TASK: Scan the entries below for the word "Duration" and copy every line in which it occurs.

RECORDS FOR THE TASK:
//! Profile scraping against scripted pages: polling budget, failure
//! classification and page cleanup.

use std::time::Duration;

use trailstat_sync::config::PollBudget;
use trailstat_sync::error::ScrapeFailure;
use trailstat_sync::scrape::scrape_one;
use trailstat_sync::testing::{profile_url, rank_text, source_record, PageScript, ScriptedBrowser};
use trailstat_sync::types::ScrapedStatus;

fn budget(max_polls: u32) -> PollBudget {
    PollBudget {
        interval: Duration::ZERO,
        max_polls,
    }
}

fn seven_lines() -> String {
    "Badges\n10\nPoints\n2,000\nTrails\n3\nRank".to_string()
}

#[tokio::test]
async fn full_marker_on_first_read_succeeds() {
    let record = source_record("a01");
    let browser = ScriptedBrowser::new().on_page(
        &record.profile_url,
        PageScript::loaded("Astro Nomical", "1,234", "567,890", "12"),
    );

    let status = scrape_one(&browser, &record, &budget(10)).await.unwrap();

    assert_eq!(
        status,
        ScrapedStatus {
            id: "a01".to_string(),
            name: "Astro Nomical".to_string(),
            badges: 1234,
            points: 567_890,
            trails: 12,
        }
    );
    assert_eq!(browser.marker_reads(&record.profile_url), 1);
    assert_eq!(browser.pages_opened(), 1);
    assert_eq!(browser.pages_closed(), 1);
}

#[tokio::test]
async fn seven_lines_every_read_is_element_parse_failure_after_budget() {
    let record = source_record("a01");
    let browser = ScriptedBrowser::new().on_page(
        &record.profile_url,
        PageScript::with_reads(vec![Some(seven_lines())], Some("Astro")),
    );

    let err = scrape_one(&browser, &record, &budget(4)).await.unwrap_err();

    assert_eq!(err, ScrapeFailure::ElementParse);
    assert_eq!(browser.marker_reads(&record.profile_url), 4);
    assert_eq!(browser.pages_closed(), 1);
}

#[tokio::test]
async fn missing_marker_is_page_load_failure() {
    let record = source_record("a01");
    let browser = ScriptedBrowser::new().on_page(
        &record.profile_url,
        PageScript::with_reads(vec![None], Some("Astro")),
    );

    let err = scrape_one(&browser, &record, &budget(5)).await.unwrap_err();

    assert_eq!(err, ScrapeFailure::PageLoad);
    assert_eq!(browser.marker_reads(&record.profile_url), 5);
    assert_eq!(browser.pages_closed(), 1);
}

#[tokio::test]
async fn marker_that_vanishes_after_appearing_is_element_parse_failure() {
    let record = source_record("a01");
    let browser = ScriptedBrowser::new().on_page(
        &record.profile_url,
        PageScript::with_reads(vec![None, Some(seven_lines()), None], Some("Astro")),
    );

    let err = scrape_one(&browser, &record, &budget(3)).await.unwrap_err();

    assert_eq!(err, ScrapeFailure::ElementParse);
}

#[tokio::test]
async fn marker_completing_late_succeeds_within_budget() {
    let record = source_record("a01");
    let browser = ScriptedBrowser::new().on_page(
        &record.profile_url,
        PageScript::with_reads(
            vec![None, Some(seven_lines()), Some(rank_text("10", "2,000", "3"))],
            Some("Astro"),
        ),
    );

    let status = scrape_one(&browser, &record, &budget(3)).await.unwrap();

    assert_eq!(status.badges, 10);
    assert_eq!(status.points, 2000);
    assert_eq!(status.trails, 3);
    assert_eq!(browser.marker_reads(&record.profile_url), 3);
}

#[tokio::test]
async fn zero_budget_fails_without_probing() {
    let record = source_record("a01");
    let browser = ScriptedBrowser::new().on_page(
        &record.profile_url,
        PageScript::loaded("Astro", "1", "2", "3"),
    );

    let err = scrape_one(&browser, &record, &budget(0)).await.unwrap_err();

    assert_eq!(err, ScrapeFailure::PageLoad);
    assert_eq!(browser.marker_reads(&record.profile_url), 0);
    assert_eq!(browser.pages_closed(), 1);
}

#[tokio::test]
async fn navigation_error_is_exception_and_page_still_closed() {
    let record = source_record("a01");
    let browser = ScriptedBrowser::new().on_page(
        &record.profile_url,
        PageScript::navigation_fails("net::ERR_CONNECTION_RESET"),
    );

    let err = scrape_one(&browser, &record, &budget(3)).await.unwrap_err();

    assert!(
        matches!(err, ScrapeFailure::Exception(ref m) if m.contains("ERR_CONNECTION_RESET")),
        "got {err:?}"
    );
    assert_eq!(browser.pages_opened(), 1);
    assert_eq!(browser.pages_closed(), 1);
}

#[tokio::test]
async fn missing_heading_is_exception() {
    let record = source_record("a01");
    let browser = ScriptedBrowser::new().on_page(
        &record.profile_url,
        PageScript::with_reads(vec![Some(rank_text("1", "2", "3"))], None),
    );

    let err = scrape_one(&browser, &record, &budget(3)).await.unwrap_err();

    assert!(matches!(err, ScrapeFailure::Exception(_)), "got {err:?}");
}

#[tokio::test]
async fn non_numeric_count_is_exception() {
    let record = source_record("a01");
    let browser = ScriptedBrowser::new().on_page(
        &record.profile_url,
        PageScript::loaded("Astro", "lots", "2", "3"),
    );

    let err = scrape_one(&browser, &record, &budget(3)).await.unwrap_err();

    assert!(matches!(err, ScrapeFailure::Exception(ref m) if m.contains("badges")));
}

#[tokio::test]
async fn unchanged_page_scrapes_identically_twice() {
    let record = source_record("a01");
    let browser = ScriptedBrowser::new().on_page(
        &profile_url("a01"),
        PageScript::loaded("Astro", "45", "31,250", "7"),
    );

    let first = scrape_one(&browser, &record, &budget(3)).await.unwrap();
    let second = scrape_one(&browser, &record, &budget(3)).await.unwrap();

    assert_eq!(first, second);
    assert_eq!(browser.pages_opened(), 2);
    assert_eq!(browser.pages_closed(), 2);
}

ANSWER TO THE EXERCISE:
use std::time::Duration;
        interval: Duration::ZERO,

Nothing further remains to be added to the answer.